Il fait ses études de composition à Bucarest (1er Prix nommé à l'Académie en 1969), puis suit les cours de Darmstadt et travaille notamment avec Stock

hausen, Ligeti, Xenakis et Kagel. Dans sa pensée théorique comme dans sa musique, il remet radicalement en question le matériau et la forme, abolissant la notion d'échelle et de division égale et tempérée du continuum sonore. Le concept le plus général de sa démarche part du fait que l'art musical doit être tout autre chose que la réalité, c'est-à-dire qu'il doit créer un état plutôt qu'une action.

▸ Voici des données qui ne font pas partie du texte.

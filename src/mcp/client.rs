//! MCP client for the remote tool server.
//!
//! Performs the `initialize` handshake, discovers tools with `tools/list`
//! and runs them with `tools/call`. Implements [`ToolInvoker`] so the agent
//! can use it without knowing about MCP.

use std::collections::HashSet;
use std::sync::atomic::{AtomicU64, Ordering};
use std::time::Duration;

use anyhow::{anyhow, bail, Context, Result};
use async_trait::async_trait;
use futures_util::StreamExt;
use reqwest::header::{HeaderMap, HeaderValue, ACCEPT, AUTHORIZATION, CONTENT_TYPE};
use serde_json::{json, Map, Value};
use tracing::{debug, info, warn};

use super::{
    parse_sse_messages, CallToolResult, JsonRpcRequest, JsonRpcResponse, ListToolsResult,
    SseBuffer, PROTOCOL_VERSION, SESSION_HEADER,
};
use crate::config::ServerConfig;
use crate::error::InvokeError;
use crate::tools::ToolInvoker;
use crate::types::{ToolDescriptor, ToolOutput};

/// A connected MCP session over streamable HTTP.
pub struct McpClient {
    endpoint: String,
    http: reqwest::Client,
    /// Assigned by the server during `initialize`, sent on every later request
    session_id: Option<String>,
    server_name: Option<String>,
    next_id: AtomicU64,
    connect_timeout: Duration,
    call_timeout: Duration,
}

impl McpClient {
    /// Connect to the server and complete the MCP handshake.
    ///
    /// The whole handshake is bounded by the configured connect timeout.
    pub async fn connect(config: &ServerConfig) -> Result<Self> {
        let timeout = config.connect_timeout();
        tokio::time::timeout(timeout, Self::handshake(config))
            .await
            .map_err(|_| anyhow!("Timed out after {:?} connecting to {}", timeout, config.url))?
    }

    async fn handshake(config: &ServerConfig) -> Result<Self> {
        let mut headers = HeaderMap::new();
        if let Some(token) = config.auth_token() {
            headers.insert(
                AUTHORIZATION,
                HeaderValue::from_str(&format!("Bearer {}", token))
                    .map_err(|_| anyhow!("Invalid bearer token for MCP server"))?,
            );
        }
        let http = reqwest::Client::builder()
            .default_headers(headers)
            .build()
            .context("Failed to build HTTP client")?;

        let mut client = Self {
            endpoint: config.url.clone(),
            http,
            session_id: None,
            server_name: None,
            next_id: AtomicU64::new(1),
            connect_timeout: config.connect_timeout(),
            call_timeout: config.call_timeout(),
        };

        let request = client.new_request(
            "initialize",
            Some(json!({
                "protocolVersion": PROTOCOL_VERSION,
                "capabilities": {},
                "clientInfo": {
                    "name": env!("CARGO_PKG_NAME"),
                    "version": env!("CARGO_PKG_VERSION")
                }
            })),
        );
        let response = client
            .post(&request)
            .await
            .with_context(|| format!("connect failed: {}", config.url))?;
        client.session_id = response
            .headers()
            .get(SESSION_HEADER)
            .and_then(|v| v.to_str().ok())
            .map(str::to_string);

        let init = read_response(response, request.id)
            .await
            .context("Invalid initialize response")?;
        if let Some(error) = init.error {
            bail!("initialize failed: {} (code {})", error.message, error.code);
        }
        let result = init.result.unwrap_or(Value::Null);
        client.server_name = result
            .pointer("/serverInfo/name")
            .and_then(Value::as_str)
            .map(str::to_string);
        debug!(
            protocol = ?result.get("protocolVersion"),
            session = ?client.session_id,
            "MCP initialize complete"
        );

        client
            .post(&JsonRpcRequest::notification("notifications/initialized"))
            .await
            .context("Failed to send initialized notification")?;

        info!(
            url = %client.endpoint,
            server = client.server_name.as_deref().unwrap_or("unknown"),
            "connected to MCP server"
        );
        Ok(client)
    }

    /// Server name reported during the handshake.
    pub fn server_name(&self) -> Option<&str> {
        self.server_name.as_deref()
    }

    pub fn session_id(&self) -> Option<&str> {
        self.session_id.as_deref()
    }

    /// Discover every tool the server exposes, following pagination.
    ///
    /// Discovery is part of connecting, so it shares the connect timeout.
    pub async fn list_tools(&self) -> Result<Vec<ToolDescriptor>> {
        tokio::time::timeout(self.connect_timeout, self.fetch_tool_pages())
            .await
            .map_err(|_| {
                anyhow!(
                    "Timed out after {:?} listing tools from {}",
                    self.connect_timeout,
                    self.endpoint
                )
            })?
    }

    async fn fetch_tool_pages(&self) -> Result<Vec<ToolDescriptor>> {
        let mut tools = Vec::new();
        let mut cursor: Option<String> = None;
        let mut seen = HashSet::new();

        loop {
            let params = cursor.as_ref().map(|c| json!({ "cursor": c }));
            let result = self
                .request("tools/list", params)
                .await
                .context("tools/list failed")?;
            let page: ListToolsResult =
                serde_json::from_value(result).context("Malformed tools/list result")?;
            tools.extend(page.tools);

            match page.next_cursor {
                Some(next) if seen.insert(next.clone()) => cursor = Some(next),
                Some(next) => {
                    warn!(cursor = %next, "tools/list cursor repeats, stopping pagination");
                    break;
                }
                None => break,
            }
        }

        info!(count = tools.len(), "loaded tools from MCP server");
        Ok(tools)
    }

    /// End the session. Servers that do not support explicit termination
    /// answer 405, which is fine.
    pub async fn close(&self) {
        let Some(session_id) = &self.session_id else {
            return;
        };
        let result = self
            .http
            .delete(&self.endpoint)
            .header(SESSION_HEADER, session_id)
            .send()
            .await;
        match result {
            Ok(resp) => debug!(status = %resp.status(), "MCP session closed"),
            Err(e) => warn!(error = %e, "failed to close MCP session"),
        }
    }

    fn new_request(&self, method: &str, params: Option<Value>) -> JsonRpcRequest {
        let id = self.next_id.fetch_add(1, Ordering::SeqCst);
        JsonRpcRequest::new(id, method, params)
    }

    async fn request(&self, method: &str, params: Option<Value>) -> Result<Value, InvokeError> {
        let request = self.new_request(method, params);
        debug!(method, id = ?request.id, "sending MCP request");

        let response = self
            .post(&request)
            .await
            .map_err(|e| InvokeError::Transport(format!("{e:#}")))?;
        let rpc = read_response(response, request.id)
            .await
            .map_err(|e| InvokeError::Transport(format!("{e:#}")))?;

        if let Some(error) = rpc.error {
            return Err(InvokeError::Rpc {
                code: error.code,
                message: error.message,
            });
        }
        Ok(rpc.result.unwrap_or(Value::Null))
    }

    async fn post(&self, message: &JsonRpcRequest) -> Result<reqwest::Response> {
        let mut builder = self
            .http
            .post(&self.endpoint)
            .header(ACCEPT, "application/json, text/event-stream")
            .json(message);
        if let Some(session_id) = &self.session_id {
            builder = builder.header(SESSION_HEADER, session_id);
        }

        let response = builder
            .send()
            .await
            .with_context(|| format!("Failed to send request to {}", self.endpoint))?;

        let status = response.status();
        if !status.is_success() {
            let body = response.text().await.unwrap_or_default();
            bail!("HTTP error {}: {}", status, body);
        }
        Ok(response)
    }
}

/// Read the JSON-RPC response to request `id` from either a JSON body or an
/// SSE stream. The stream is read only until the matching message shows up.
async fn read_response(response: reqwest::Response, id: Option<u64>) -> Result<JsonRpcResponse> {
    let is_sse = response
        .headers()
        .get(CONTENT_TYPE)
        .and_then(|v| v.to_str().ok())
        .map_or(false, |ct| ct.starts_with("text/event-stream"));

    if !is_sse {
        let response: JsonRpcResponse = response
            .json()
            .await
            .context("Failed to parse MCP response")?;
        return Ok(response);
    }

    let mut stream = response.bytes_stream();
    let mut buffer = SseBuffer::default();
    while let Some(chunk) = stream.next().await {
        let chunk = chunk.context("MCP stream read error")?;
        for event in buffer.push(&chunk) {
            if let Some(found) = match_response(parse_sse_messages(&event), id) {
                return Ok(found);
            }
        }
    }

    match_response(parse_sse_messages(&buffer.finish()), id)
        .with_context(|| format!("MCP stream ended without a response to request {:?}", id))
}

fn match_response(messages: Vec<Value>, id: Option<u64>) -> Option<JsonRpcResponse> {
    messages
        .into_iter()
        .filter(|m| m.get("id").and_then(Value::as_u64) == id)
        .find_map(|m| serde_json::from_value(m).ok())
}

#[async_trait]
impl ToolInvoker for McpClient {
    async fn invoke(
        &self,
        name: &str,
        arguments: &Map<String, Value>,
    ) -> Result<ToolOutput, InvokeError> {
        let params = json!({ "name": name, "arguments": arguments });
        let result = tokio::time::timeout(self.call_timeout, self.request("tools/call", Some(params)))
            .await
            .map_err(|_| InvokeError::Timeout(self.call_timeout))??;

        let result: CallToolResult = serde_json::from_value(result)
            .map_err(|e| InvokeError::Transport(format!("malformed tools/call result: {e}")))?;
        if result.is_error {
            return Err(InvokeError::Tool(result.error_text()));
        }
        Ok(ToolOutput {
            content: result.content,
        })
    }
}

Son système de pensée aborde plusieurs chapitres qui doivent être regardés comme des systèmes interdépendants : l'espace infini du son, de toute information auditive, se déployant entre les « points cardinaux » suivants : N (noise : bruit, qui représente l'apériodicité et le caractère nébuleux du spectre), S (sound : son, spectre « serein », cristallisation des composantes fréquentielles dans une géologie exponentielle, périodicité, composition du timbre, matière du son). Si les deux pôles Noise et Sound caractérisent la qualité de la matière sonore, deux autres pôles caractérisent la quantité de passage dans le temps qui, hors du temps, est aussi une qualité de densité : W (width : largeur, agglomération, grande densité spectrale) et à l'opposé E (élément, filtré jusqu'au faisceau sonore). Les sources globales du son qui sont, selon Radulescu, historiquement au nombre de cinq : L (langage articulé), I/O (instrument/objet sonore), H (source humaine abstraite, par exemple voix et sifflements simultanés), N (phénomènes acoustiques purement naturels) et E (sons électroniques, computers, etc.) : il s'agit pour le compositeur d'analyser les situations (les « points cardinaux » de l'espace infini du son) comme les sources globales du son, qu'elles soient intérieures à nous (L et H), tangentes à nous (I/O et E) ou extérieures à nous (N) de telle manière que la cause et l'effet du résultat sonore soient sans cesse cachées. Si l'on réussit à les rendre effectivement non décelables, on arrive à créer un monde non-manufacturé, à dépasser l'état artisanal de l'art ainsi qu'à cerner les notions de plasma sonore et d'analyse spectrale infinitésimale.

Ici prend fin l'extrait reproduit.